Estimation of Soil Organic Carbon Stocks Utilizing Machine Learning Algorithms and Multi-source Geospatial Data in Coastal Wetlands of Tianjin and Hebei, China

Researchers in Tangshan, People's Republic of China, have conducted a study on the estimation of soil organic carbon stocks in coastal wetlands using machine learning algorithms and multi-source geospatial data. The study, which utilized 160 soil samples and 35 remote sensing features, found that coastal wetlands are crucial for regulating climate change. The research team, led by Weidong Man from the North China University of Science and Technology, employed Pearson correlation analysis, Boruta, and recursive feature elimination to optimize features and construct a soil organic carbon density prediction model using multivariate adaptive regression splines, extreme gradient boosting, and random forest algorithms.

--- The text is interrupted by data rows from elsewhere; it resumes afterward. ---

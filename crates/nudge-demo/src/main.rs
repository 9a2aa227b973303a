//! nudge-demo - terminal rendition of the lock-screen notification demo.
//!
//! Every typed line is a message arriving in the main conversation; `/`
//! commands open conversations, press the power button and edit conditions.
//! Banners are printed as the engine shows them.
//!
//! # Configuration
//!
//! - `NUDGE_DEMO_CLASSIFIER` - `http` (default) calls a running nudge-server,
//!   `direct` calls the LLM provider in-process
//! - `NUDGE_CLASSIFIER_URL` and friends, for `http`
//! - `GEMINI_API_KEY` or `ANTHROPIC_API_KEY`, for `direct`
//! - `NUDGE_*` engine settings, see `EngineConfig::from_env`

use std::sync::Arc;

use anyhow::{bail, Context, Result};
use tokio::io::{AsyncBufReadExt, BufReader};
use tracing_subscriber::{layer::SubscriberExt, util::SubscriberInitExt, EnvFilter};

use nudge_client::HttpClassifier;
use nudge_core::{Classifier, ConditionScope, EngineConfig, EngineHandle, LlmClassifier, NotificationEngine};
use nudge_llm::LlmFactory;

mod commands;
mod render;

use commands::{parse_line, ConditionOp, DemoCommand, HELP, ROOMS};

#[tokio::main]
async fn main() -> Result<()> {
    dotenvy::dotenv().ok();

    // stdout belongs to the demo; logs go to stderr
    tracing_subscriber::registry()
        .with(
            tracing_subscriber::fmt::layer()
                .with_writer(std::io::stderr)
                .with_ansi(false),
        )
        .with(EnvFilter::from_default_env().add_directive(tracing::Level::WARN.into()))
        .init();

    let config = EngineConfig::from_env();
    let classifier = build_classifier()?;
    tracing::info!(classifier = classifier.name(), "Starting nudge demo");

    let (engine, task) = NotificationEngine::spawn(config, classifier)?;
    for (id, name) in ROOMS {
        engine.register_conversation(id, name).await?;
    }
    engine.power_on().await?;

    let mut events = engine.subscribe();
    tokio::spawn(async move {
        while let Some(event) = events.recv().await {
            if let Some(line) = render::event_line(&event) {
                println!("{}", line);
            }
        }
    });

    println!("nudge demo. Type a message, or /help.");
    let mut surface_on = true;
    let mut lines = BufReader::new(tokio::io::stdin()).lines();
    while let Some(line) = lines.next_line().await? {
        let command = match parse_line(&line) {
            Ok(Some(command)) => command,
            Ok(None) => continue,
            Err(e) => {
                println!("! {}", e);
                continue;
            }
        };
        if command == DemoCommand::Quit {
            break;
        }
        if let Err(e) = run(&engine, command, &mut surface_on).await {
            println!("! {:#}", e);
        }
    }

    engine.shutdown().await?;
    task.await.context("engine task failed")?;
    Ok(())
}

fn build_classifier() -> Result<Arc<dyn Classifier>> {
    let mode = std::env::var("NUDGE_DEMO_CLASSIFIER").unwrap_or_else(|_| "http".to_string());
    match mode.as_str() {
        "http" => Ok(Arc::new(HttpClassifier::from_env()?)),
        "direct" => Ok(Arc::new(LlmClassifier::new(LlmFactory::from_env()?))),
        other => bail!("NUDGE_DEMO_CLASSIFIER must be http or direct, got '{}'", other),
    }
}

async fn run(engine: &EngineHandle, command: DemoCommand, surface_on: &mut bool) -> Result<()> {
    match command {
        DemoCommand::Send { room, text } => {
            engine.receive_message(room, text).await?;
        }
        DemoCommand::Open(room) => {
            let read = engine.open_conversation(room.as_str()).await?;
            println!("opened {} ({} read)", room, read);
        }
        DemoCommand::Recheck(room) => {
            let dispatch = engine.reevaluate_conversation(room.as_str()).await?;
            println!("recheck {}: {:?}", room, dispatch);
        }
        DemoCommand::Power => {
            if *surface_on {
                let cleared = engine.power_off().await?;
                println!("screen off ({} notifications cleared)", cleared);
            } else {
                engine.power_on().await?;
                println!("screen on");
            }
            *surface_on = !*surface_on;
        }
        DemoCommand::Activate(n) => {
            let id = visible(engine, n).await?;
            let room = engine.activate_notification(id).await?;
            println!("opened {}", room);
        }
        DemoCommand::Dismiss(n) => {
            let id = visible(engine, n).await?;
            engine.dismiss_notification(id).await?;
        }
        DemoCommand::Condition { scope, op } => condition(engine, scope, op).await?,
        DemoCommand::Sensitivity { scope, value } => {
            let sensitivity = engine.set_sensitivity(scope, value).await?;
            println!("sensitivity {}", sensitivity);
        }
        DemoCommand::General(enabled) => {
            engine.set_general_enabled(commands::MAIN_ROOM, enabled).await?;
        }
        DemoCommand::Matching { scope, enabled } => {
            engine.set_condition_matching(scope, enabled).await?;
        }
        DemoCommand::Status(room) => {
            let s = engine.conversation_snapshot(room).await?;
            println!(
                "{} ({}): {} unread, last {:?}, general {}, matching {}, sensitivity {}, {} conditions, notified {:?}, {} in flight",
                s.name,
                s.id,
                s.unread_count,
                s.last_message.unwrap_or_default(),
                s.general_enabled,
                s.condition_matching_enabled,
                s.sensitivity,
                s.conditions.len(),
                s.notified_topics,
                s.classifications_in_flight,
            );
            for (i, n) in engine.active_notifications().await?.iter().enumerate() {
                println!("  [{}] {}", i + 1, render::banner(n));
            }
        }
        DemoCommand::Rooms => {
            for (id, name) in ROOMS {
                println!("  {:8} {}", id, name);
            }
        }
        DemoCommand::Help => println!("{}", HELP),
        DemoCommand::Quit => {}
    }
    Ok(())
}

async fn condition(engine: &EngineHandle, scope: ConditionScope, op: ConditionOp) -> Result<()> {
    match op {
        ConditionOp::Add(text) => {
            let condition = engine.add_condition(scope, text).await?;
            println!("added '{}'", condition.text());
        }
        ConditionOp::Remove(n) => {
            let id = condition_at(engine, &scope, n).await?;
            let removed = engine.remove_condition(scope, id).await?;
            println!("removed '{}'", removed.text());
        }
        ConditionOp::Edit(n, text) => {
            let id = condition_at(engine, &scope, n).await?;
            let condition = engine.replace_condition(scope, id, text).await?;
            println!("now '{}'", condition.text());
        }
        ConditionOp::List => {
            for (i, c) in engine.list_conditions(scope).await?.iter().enumerate() {
                println!("  [{}] {}", i + 1, c.text());
            }
        }
    }
    Ok(())
}

async fn condition_at(
    engine: &EngineHandle,
    scope: &ConditionScope,
    n: usize,
) -> Result<nudge_core::ConditionId> {
    let conditions = engine.list_conditions(scope.clone()).await?;
    conditions
        .get(n - 1)
        .map(|c| c.id.clone())
        .with_context(|| format!("no condition at position {}", n))
}

async fn visible(engine: &EngineHandle, n: usize) -> Result<nudge_core::NotificationId> {
    let active = engine.active_notifications().await?;
    active
        .get(n - 1)
        .map(|notification| notification.id)
        .with_context(|| format!("no notification at position {}", n))
}
//! Configuration system for nudge.

use serde::{Deserialize, Serialize};
use std::path::{Path, PathBuf};
use std::time::Duration;
use strum::{Display, EnumString};

use crate::error::{NudgeError, NudgeResult};
use crate::types::Sensitivity;

/// LLM provider type.
#[derive(
    Debug, Clone, Copy, PartialEq, Eq, Serialize, Deserialize, Default, Display, EnumString,
)]
#[serde(rename_all = "lowercase")]
#[strum(serialize_all = "lowercase", ascii_case_insensitive)]
pub enum LlmProvider {
    #[default]
    Gemini,
    Anthropic,
}

impl LlmProvider {
    /// Provider named by `NUDGE_LLM_PROVIDER`, if set and recognised.
    pub fn from_env() -> Option<Self> {
        std::env::var("NUDGE_LLM_PROVIDER")
            .ok()
            .and_then(|v| v.trim().parse().ok())
    }
}

/// Placeholder replaced with the joined topic list in [`EngineConfig::topic_template`].
pub const TOPICS_PLACEHOLDER: &str = "{topics}";

/// Evaluation engine configuration.
#[derive(Debug, Clone, Serialize, Deserialize)]
#[serde(default)]
pub struct EngineConfig {
    /// How long a notification stays visible before auto-dismiss.
    pub dismiss_after_ms: u64,
    /// Maximum conditions per scope (conversation or global).
    pub max_conditions: usize,
    /// Maximum conditions sent in one classifier call.
    pub max_batch_conditions: usize,
    /// Sensitivity for scopes that were never configured.
    pub default_sensitivity: Sensitivity,
    /// Separator used when folding unread messages into one text.
    pub message_separator: String,
    /// Separator used when listing matched topics.
    pub topic_separator: String,
    /// Template for condition-match notifications; must contain `{topics}`.
    pub topic_template: String,
    /// Capacity of the engine command channel.
    pub command_buffer: usize,
}

impl Default for EngineConfig {
    fn default() -> Self {
        Self {
            dismiss_after_ms: 4000,
            max_conditions: 20,
            max_batch_conditions: 20,
            default_sensitivity: Sensitivity::default(),
            message_separator: " ".to_string(),
            topic_separator: ", ".to_string(),
            topic_template: "{topics} 관련 메시지가 도착했어요".to_string(),
            command_buffer: 256,
        }
    }
}

impl EngineConfig {
    /// Default location of the config file (`~/.nudge/config.toml`).
    pub fn default_path() -> PathBuf {
        dirs::home_dir()
            .map(|h| h.join(".nudge"))
            .unwrap_or_else(|| PathBuf::from(".nudge"))
            .join("config.toml")
    }

    /// Load configuration from a file (TOML, JSON, or YAML).
    pub fn from_file(path: impl AsRef<Path>) -> NudgeResult<Self> {
        let content = std::fs::read_to_string(path.as_ref())?;
        let ext = path.as_ref().extension().and_then(|e| e.to_str());

        let config: Self = match ext {
            Some("toml") => toml::from_str(&content).map_err(|e| NudgeError::config(e.to_string()))?,
            Some("json") => {
                serde_json::from_str(&content).map_err(|e| NudgeError::config(e.to_string()))?
            }
            Some("yaml" | "yml") => {
                serde_yaml::from_str(&content).map_err(|e| NudgeError::config(e.to_string()))?
            }
            _ => {
                return Err(NudgeError::config(
                    "Unsupported config file format. Use .toml, .json, or .yaml",
                ))
            }
        };

        config.validate()?;
        Ok(config)
    }

    /// Apply environment overrides on top of the defaults.
    ///
    /// Reads:
    /// - `NUDGE_DISMISS_AFTER_MS`
    /// - `NUDGE_MAX_CONDITIONS`
    /// - `NUDGE_MAX_BATCH_CONDITIONS`
    /// - `NUDGE_DEFAULT_SENSITIVITY`
    /// - `NUDGE_TOPIC_TEMPLATE`
    pub fn from_env() -> Self {
        Self::default().with_env_overrides()
    }

    /// Apply environment overrides on top of `self`. Unparseable values are ignored.
    pub fn with_env_overrides(mut self) -> Self {
        if let Some(ms) = env_parse("NUDGE_DISMISS_AFTER_MS") {
            self.dismiss_after_ms = ms;
        }
        if let Some(max) = env_parse("NUDGE_MAX_CONDITIONS") {
            self.max_conditions = max;
        }
        if let Some(max) = env_parse("NUDGE_MAX_BATCH_CONDITIONS") {
            self.max_batch_conditions = max;
        }
        if let Some(value) = env_parse::<i64>("NUDGE_DEFAULT_SENSITIVITY") {
            match Sensitivity::new(value) {
                Ok(s) => self.default_sensitivity = s,
                Err(e) => tracing::warn!(error = %e, "Ignoring NUDGE_DEFAULT_SENSITIVITY"),
            }
        }
        if let Ok(template) = std::env::var("NUDGE_TOPIC_TEMPLATE") {
            if template.contains(TOPICS_PLACEHOLDER) {
                self.topic_template = template;
            }
        }
        self
    }

    /// Check invariants that serde cannot express.
    pub fn validate(&self) -> NudgeResult<()> {
        if self.max_conditions == 0 || self.max_batch_conditions == 0 {
            return Err(NudgeError::config("Condition limits must be at least 1"));
        }
        if !self.topic_template.contains(TOPICS_PLACEHOLDER) {
            return Err(NudgeError::config(format!(
                "topic_template must contain {}",
                TOPICS_PLACEHOLDER
            )));
        }
        if self.command_buffer == 0 {
            return Err(NudgeError::config("command_buffer must be at least 1"));
        }
        Ok(())
    }

    pub fn dismiss_after(&self) -> Duration {
        Duration::from_millis(self.dismiss_after_ms)
    }

    /// Build configuration using builder pattern.
    pub fn builder() -> EngineConfigBuilder {
        EngineConfigBuilder::default()
    }
}

fn env_parse<T: std::str::FromStr>(key: &str) -> Option<T> {
    std::env::var(key).ok().and_then(|v| v.trim().parse().ok())
}

/// Builder for EngineConfig.
#[derive(Default)]
pub struct EngineConfigBuilder {
    config: EngineConfig,
}

impl EngineConfigBuilder {
    /// Set the auto-dismiss delay.
    pub fn dismiss_after(mut self, duration: Duration) -> Self {
        self.config.dismiss_after_ms = duration.as_millis() as u64;
        self
    }

    /// Set the per-scope condition limit.
    pub fn max_conditions(mut self, max: usize) -> Self {
        self.config.max_conditions = max;
        self
    }

    /// Set the per-call batch limit.
    pub fn max_batch_conditions(mut self, max: usize) -> Self {
        self.config.max_batch_conditions = max;
        self
    }

    /// Set the default sensitivity.
    pub fn default_sensitivity(mut self, sensitivity: Sensitivity) -> Self {
        self.config.default_sensitivity = sensitivity;
        self
    }

    /// Set the topic notification template.
    pub fn topic_template(mut self, template: impl Into<String>) -> Self {
        self.config.topic_template = template.into();
        self
    }

    /// Build and validate the configuration.
    pub fn build(self) -> NudgeResult<EngineConfig> {
        self.config.validate()?;
        Ok(self.config)
    }
}

#[cfg(test)]
mod tests {
    use super::*;
    use std::io::Write;

    #[test]
    fn test_defaults() {
        let config = EngineConfig::default();
        assert_eq!(config.dismiss_after(), Duration::from_secs(4));
        assert_eq!(config.max_conditions, 20);
        assert_eq!(config.default_sensitivity.value(), 50);
        assert!(config.validate().is_ok());
    }

    #[test]
    fn test_builder() {
        let config = EngineConfig::builder()
            .dismiss_after(Duration::from_millis(1500))
            .max_conditions(5)
            .build()
            .unwrap();
        assert_eq!(config.dismiss_after_ms, 1500);
        assert_eq!(config.max_conditions, 5);
    }

    #[test]
    fn test_builder_rejects_template_without_placeholder() {
        let result = EngineConfig::builder().topic_template("no topics here").build();
        assert!(result.is_err());
    }

    #[test]
    fn test_from_toml_file() {
        let mut file = tempfile::Builder::new().suffix(".toml").tempfile().unwrap();
        writeln!(file, "dismiss_after_ms = 2500\ndefault_sensitivity = 70").unwrap();

        let config = EngineConfig::from_file(file.path()).unwrap();
        assert_eq!(config.dismiss_after_ms, 2500);
        assert_eq!(config.default_sensitivity.value(), 70);
        // Unspecified fields fall back to defaults
        assert_eq!(config.max_batch_conditions, 20);
    }

    #[test]
    fn test_from_json_file_rejects_bad_sensitivity() {
        let mut file = tempfile::Builder::new().suffix(".json").tempfile().unwrap();
        writeln!(file, r#"{{"default_sensitivity": 150}}"#).unwrap();
        assert!(EngineConfig::from_file(file.path()).is_err());
    }

    #[test]
    fn test_from_yaml_file() {
        let mut file = tempfile::Builder::new().suffix(".yaml").tempfile().unwrap();
        writeln!(file, "max_conditions: 3").unwrap();
        let config = EngineConfig::from_file(file.path()).unwrap();
        assert_eq!(config.max_conditions, 3);
    }

    #[test]
    fn test_llm_provider_parsing() {
        assert_eq!("Gemini".parse::<LlmProvider>().unwrap(), LlmProvider::Gemini);
        assert_eq!("anthropic".parse::<LlmProvider>().unwrap(), LlmProvider::Anthropic);
        assert!("openai".parse::<LlmProvider>().is_err());
        assert_eq!(LlmProvider::default().to_string(), "gemini");
    }

    #[test]
    fn test_unsupported_extension() {
        let file = tempfile::Builder::new().suffix(".ini").tempfile().unwrap();
        assert!(EngineConfig::from_file(file.path()).is_err());
    }
}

The results showed that random forest had the best prediction accuracy, and that optical features were more important than radar and geo-climatic features in the prediction model.

Key Takeaways:

  • The study utilized 160 soil samples and 35 remote sensing features to estimate soil organic carbon stocks in coastal wetlands of Tianjin and Hebei, China.
  • The research team employed machine learning algorithms, including multivariate adaptive regression splines, extreme gradient boosting, and random forest, to develop a prediction model for soil organic carbon density.
  • The results showed that random forest had the best prediction accuracy, with an R2 value of 0.587, RMSE of 0.798 kg/m2, and MAE of 0.660 kg/m2.
  • The study found that optical features were more important than radar and geo-climatic features in the prediction model.
  • The size of soil organic carbon stocks was related to soil organic carbon density and the area of each wetland type, with aquaculture pond having the highest soil organic carbon stocks.
  • The research has been peer-reviewed and published in Chinese Geographical Science.

Some of the specific names mentioned in the study include: Weidong Man, Rui Yang, Mingyue Liu, Yongbin Zhang, Qingwen Zhang, Caiyao Kou, Xiang Li, Di Tian, Xuan Yin, Jiannan He, Jingfen Tong, Dong Liu, and Yahui Liu.

Statistics:

  • The study utilized 160 soil samples and 35 remote sensing features.
  • The research team employed machine learning algorithms to develop a prediction model for soil organic carbon density, which had an R2 value of 0.587, RMSE of 0.798 kg/m2, and MAE of 0.660 kg/m2.
  • The size of soil organic carbon stocks varied among different wetland types, with aquaculture pond having the highest soil organic carbon stocks.
  • The study found that optical features were more important than radar and geo-climatic features in the prediction model.

Sources:

  • Estimation of Soil Organic Carbon Stocks Utilizing Machine Learning Algorithms and Multi-source Geospatial Data In Coastal Wetlands of Tianjin and Hebei, China. Chinese Geographical Science, 2025;35(4):707-721.
  • North China University of Science and Technology, College of Mining Engineering, Tangshan 063210, People's Republic of China.
  • Weidong Man, Rui Yang, Mingyue Liu, Yongbin Zhang, Qingwen Zhang, Caiyao Kou, Xiang Li, Di Tian, Xuan Yin, Jiannan He, Jingfen Tong, Dong Liu, and Yahui Liu.